Our  Tom Turkey is eye candy. Purty...like yours! Ours is less of a greeter and more of a guarder. :/ 
Like the cat pics too. Silly cats.


----------



## greenbean (Jan 18, 2013)

Cute cats 

I love your turkey though, he's gorgeous.


----------



## WhiteMountainsRanch (Jan 18, 2013)

*In your first post the names of the cats says "Frank and Frank"... I was thinking how funny they named two cats the same, and then in your second post you said Frank and FRAN... lol...
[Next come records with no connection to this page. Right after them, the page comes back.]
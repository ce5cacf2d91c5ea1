//! Utility functions for QC rendering

pub mod mask;
pub mod stats;

pub use mask::{binary_mask, extract_masked_values};
pub use stats::{format_general, median, percentile, percentiles, GaussianKde, Histogram};
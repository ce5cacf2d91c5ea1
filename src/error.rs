//! Error types for QC rendering

use std::io;
use std::path::PathBuf;
use thiserror::Error;

/// Result type for QC operations
pub type QcResult<T> = Result<T, QcError>;

/// Errors that can occur while laying out or rendering QC figures
#[derive(Error, Debug)]
pub enum QcError {
    /// Aspect ratio or slice count was not strictly positive
    #[error("grid layout needs a positive aspect ratio and slice count, got aspect_ratio={aspect_ratio}, slice_count={slice_count}")]
    InvalidLayoutInput { aspect_ratio: f64, slice_count: usize },

    /// The row search hit its iteration cap without covering every slice
    #[error("grid layout gave up at {rows}x{columns}, which cannot hold {slice_count} slices")]
    LayoutExhausted { rows: usize, columns: usize, slice_count: usize },

    /// The grid has more cells than a figure may hold
    #[error("grid layout {rows}x{columns} exceeds the limit of {limit} cells")]
    LayoutTooLarge { rows: usize, columns: usize, limit: usize },

    /// Volume and mask (or overlay) dimensions disagree
    #[error("shape mismatch: expected {expected:?}, got {actual:?}")]
    ShapeMismatch { expected: Vec<usize>, actual: Vec<usize> },

    /// No voxels survived masking where a statistic was required
    #[error("empty selection: {0}")]
    EmptySelection(String),

    /// No explicit title and the volume did not come from a file
    #[error("no title given and the volume was not loaded from a file path")]
    MissingTitleSource,

    /// Reference distribution is absent or has no defined density
    #[error("undefined reference distribution: {0}")]
    UndefinedReference(String),

    /// Volume data is malformed (wrong length, zero-sized axis, ...)
    #[error("invalid volume: {0}")]
    InvalidVolume(String),

    /// NIfTI decoding or encoding failed
    #[error("NIfTI error: {0}")]
    Nifti(String),

    /// Filesystem access failed
    #[error("failed to access '{path}': {source}")]
    Io {
        path: PathBuf,
        #[source]
        source: io::Error,
    },

    /// Configuration could not be parsed
    #[error("configuration error: {0}")]
    Config(String),
}

impl QcError {
    pub(crate) fn io(path: impl Into<PathBuf>, source: io::Error) -> Self {
        QcError::Io { path: path.into(), source }
    }
}

#[cfg(test)]
mod tests {
    use super::*;

    #[test]
    fn test_error_messages_name_the_contract() {
        let err = QcError::InvalidLayoutInput { aspect_ratio: 0.0, slice_count: 3 };
        assert!(err.to_string().contains("positive aspect ratio"));

        let err = QcError::ShapeMismatch { expected: vec![2, 2, 2], actual: vec![2, 2, 3] };
        assert_eq!(err.to_string(), "shape mismatch: expected [2, 2, 2], got [2, 2, 3]");
    }

    #[test]
    fn test_io_error_keeps_path() {
        let err = QcError::io("/tmp/missing.nii", io::Error::new(io::ErrorKind::NotFound, "gone"));
        let msg = err.to_string();
        assert!(msg.contains("/tmp/missing.nii"), "{}", msg);
        assert!(msg.contains("gone"), "{}", msg);
    }
}
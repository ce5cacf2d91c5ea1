//! Pipeline-level configuration
//!
//! The serialisable part of the renderer options, so a QC pipeline can keep
//! its figure settings in a JSON file. Missing keys fall back to the same
//! defaults as [`MosaicConfig::default`] and [`DistributionConfig::new`].
//!
//! ```json
//! {
//!   "mosaic": { "figure_size": [11.7, 8.3], "title_band": 0.15 },
//!   "distribution": { "bins": 100, "reference_label": "median across subjects" },
//!   "logging": { "level": "info" }
//! }
//! ```

use std::path::Path;

use serde::{Deserialize, Serialize};

use crate::distribution::{DistributionConfig, SAMPLE_BINS};
use crate::error::{QcError, QcResult};
use crate::figure::A4_LANDSCAPE;
use crate::logging::LogConfig;
use crate::mosaic::{MosaicConfig, TITLE_BAND};

/// Mosaic settings that can live in a config file
#[derive(Debug, Clone, PartialEq, Serialize, Deserialize)]
#[serde(default)]
pub struct MosaicSettings {
    pub figure_size: (f64, f64),
    pub title_band: f64,
}

impl Default for MosaicSettings {
    fn default() -> Self {
        MosaicSettings { figure_size: A4_LANDSCAPE, title_band: TITLE_BAND }
    }
}

/// Distribution settings that can live in a config file
#[derive(Debug, Clone, PartialEq, Serialize, Deserialize)]
#[serde(default)]
pub struct DistributionSettings {
    pub figure_size: (f64, f64),
    pub bins: usize,
    pub reference_label: Option<String>,
}

impl Default for DistributionSettings {
    fn default() -> Self {
        DistributionSettings { figure_size: A4_LANDSCAPE, bins: SAMPLE_BINS, reference_label: None }
    }
}

/// All QC figure settings
#[derive(Debug, Clone, Default, PartialEq, Serialize, Deserialize)]
#[serde(default)]
pub struct QcConfig {
    pub mosaic: MosaicSettings,
    pub distribution: DistributionSettings,
    pub logging: LogConfig,
}

fn positive_size((w, h): (f64, f64), what: &str) -> QcResult<()> {
    if !(w.is_finite() && h.is_finite() && w > 0.0 && h > 0.0) {
        return Err(QcError::Config(format!("{} figure_size must be positive, got ({}, {})", what, w, h)));
    }
    Ok(())
}

impl QcConfig {
    pub fn from_json_str(json: &str) -> QcResult<Self> {
        let config: QcConfig = serde_json::from_str(json).map_err(|e| QcError::Config(e.to_string()))?;
        config.validate()?;
        Ok(config)
    }

    pub fn from_file(path: &Path) -> QcResult<Self> {
        let text = std::fs::read_to_string(path).map_err(|e| QcError::io(path, e))?;
        Self::from_json_str(&text)
    }

    pub fn to_json_string(&self) -> QcResult<String> {
        serde_json::to_string_pretty(self).map_err(|e| QcError::Config(e.to_string()))
    }

    /// Check sizes, band and bin count
    pub fn validate(&self) -> QcResult<()> {
        positive_size(self.mosaic.figure_size, "mosaic")?;
        positive_size(self.distribution.figure_size, "distribution")?;
        if !(0.0..1.0).contains(&self.mosaic.title_band) {
            return Err(QcError::Config(format!(
                "title_band must be in [0, 1), got {}", self.mosaic.title_band
            )));
        }
        if self.distribution.bins == 0 {
            return Err(QcError::Config("distribution bins must be positive".to_string()));
        }
        Ok(())
    }

    /// Mosaic options without a title or overlay
    pub fn mosaic_config(&self) -> MosaicConfig {
        MosaicConfig {
            figure_size: self.mosaic.figure_size,
            title_band: self.mosaic.title_band,
            ..MosaicConfig::default()
        }
    }

    /// Distribution options for a sample, without a reference
    pub fn distribution_config(&self, sample_label: impl Into<String>) -> DistributionConfig {
        DistributionConfig {
            figure_size: self.distribution.figure_size,
            bins: self.distribution.bins,
            reference_label: self.distribution.reference_label.clone(),
            ..DistributionConfig::new(sample_label)
        }
    }
}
Your kitties are very cute!


And your turkey is VERY pretty... is he a Royal Palm?*


----------



## BrownSheep (Jan 19, 2013)

Haha I have two thanksgiving 2011 survivers also. I could never eat TomTom and Henny Penny. After all what's the chances I'll get another Tom who will let me cuddle him.


----------



## Royd Wood (Jan 19, 2013)

Starling and House Sparrow - two of the many great imports delivered from the UK - hate em myself and sorry for my forefathers actions   
Frank and Fran look in top condition though


----------



## Pearce Pastures (Jan 19, 2013)

Beautiful bird (and kitties).  I really think I am going to get a few turkeys to raise in the unused space behind our big barn.


----------



## Back to Nature (Feb 3, 2013)

Do you feed the cats at all or do they catch all of their food? They look great!


----------